Peter Beard was born in New York City in 1938. During his childhood he spent time in Tuxedo Park, where he caught frogs, collected creatures, and was eventually given his first camera by his grandmother. By age 12, taking pictures became a natural extension of the way he already preserved his favorite memories in meticulously crafted diaries. At 17, he went on a life-changing summer trip to Africa with Quentin Keynes, the explorer and great grandson of Charles Darwin, working on a film documenting rare wildlife that began with white and black rhinos in Zululand. They then went to Gorongosa National Park in Mozambique, and finally ended up in Madagascar.
Beard first entered Yale as a pre-med student but continued to pursue his many diverse interests— even setting the chin-up record there (49). It was while he studied statistics about human population growth and the ensuing devastation that it would cause that he formed his enduring hypothesis; humans are, in fact, the main disease. It was after this that he switched his focus to Art History and began studying under Vincent Scully, Joseph Albers, and Richard Lindner. Beard’s insatiable desire to explore lured him back to Africa his senior year. He never looked back and in lieu of completing his senior thesis at school, he mailed in diaries from Kenya.

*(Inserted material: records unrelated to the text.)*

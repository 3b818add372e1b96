mod error;
mod relative;

pub use error::{FormatError, Side};
pub use relative::{
    Bucket, DAY_SECS, Direction, HOUR_SECS, MINUTE_SECS, MONTH_SECS, NOW_THRESHOLD, WEEK_SECS,
    YEAR_SECS, format_delta, format_relative_time, is_now, pluralize,
};

use crate::util::time::parse_instant;

/// Parse both instants and format them. Fails on the first side that does not parse.
pub fn format_relative_time_str(target: &str, now: &str) -> Result<String, FormatError> {
    let target_at = parse_instant(target).map_err(|source| FormatError::InvalidInstant {
        side: Side::Target,
        input: target.to_string(),
        source,
    })?;
    let now_at = parse_instant(now).map_err(|source| FormatError::InvalidInstant {
        side: Side::Now,
        input: now.to_string(),
        source,
    })?;
    Ok(format_relative_time(&target_at, &now_at))
}
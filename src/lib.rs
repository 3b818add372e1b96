pub mod app;
pub mod format;
pub mod live;
pub mod ui;
pub mod util;

pub use format::{FormatError, format_relative_time, format_relative_time_str};
pub use live::{LiveElement, LiveUpdater};
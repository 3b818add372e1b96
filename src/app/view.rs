use ratatui::{
    Frame,
    layout::{Constraint, Direction, Layout},
};

use crate::app::state::AppState;
use crate::live::{LiveUpdater, TextElement};
use crate::ui::widgets;

pub fn render(f: &mut Frame, state: &AppState, updater: &LiveUpdater<TextElement>) {
    let vertical = Layout::default()
        .direction(Direction::Vertical)
        .constraints([Constraint::Min(1), Constraint::Length(1)])
        .split(f.area());

    widgets::render_targets(f, vertical[0], state, updater);
    widgets::render_status_bar(f, vertical[1], state, updater);
}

Beard traveled to Copenhagen to be introduced to Karen Blixen, the author of Out Of Africa (1937). Upon his return to Kenya, with the help of President Kenyatta, Beard received special dispensation and was able to settle on a property of his own, close to Blixen, and near the Ngong Hills.
It was during this time that he worked at Kenya’s Tsavo National Park, documenting and photographing the ensuing distortion of balance that took place in nature between the people, the land, and the animals for his book, The End of the Game (1965). In Beard’s second iteration of The End of the Game (1977), he documented the overwhelming process that occurs during a population die-off, as the park’s elephants and rhinos succumbed to starvation, stress and density related diseases. During this time over 35 thousand elephants and 5 thousand black rhinos died (now roughly more than the entire surviving elephant and rhino population worldwide today). Afterwards, Beard collaborated with Alistair Graham on the book Eyelids of Morning: The Mingled Destinies of Crocodiles and Men (1973), and during the same time period wrote Longing for Darkness: Kamante’s Tales from Out of Africa (1975). Most recently, Zara’s Tales: Perilous Escapades in Equatorial Africa(2004) was written for his daughter, and Taschen published a monograph, Peter Beard (2006, 2008, 2013).
Beard’s first exhibition opened at Blum Helman Gallery, New York, in 1975. In 1977 a landmark, one-man exhibition of his photographs, paintings, burned diaries, taxidermy, African artifacts, and books, amongst other things, was held at the International Center of Photography, New York. In 1996, Beard’s retrospective exhibition at the Centre National de la Photographie in Paris opened as the artist recovered from being trampled and speared in the leg by the tusk of an elephant. Beard continues to exhibit internationally.
Throughout his travels and career Beard has befriended and collaborated with artists including Andy Warhol, Francis Bacon, Salvador Dalí, Richard Lindner, Terry Southern, and Truman Capote. He continues to live and work between New York City, Montauk, and Kenya with his wife Nejma, and daughter, Zara.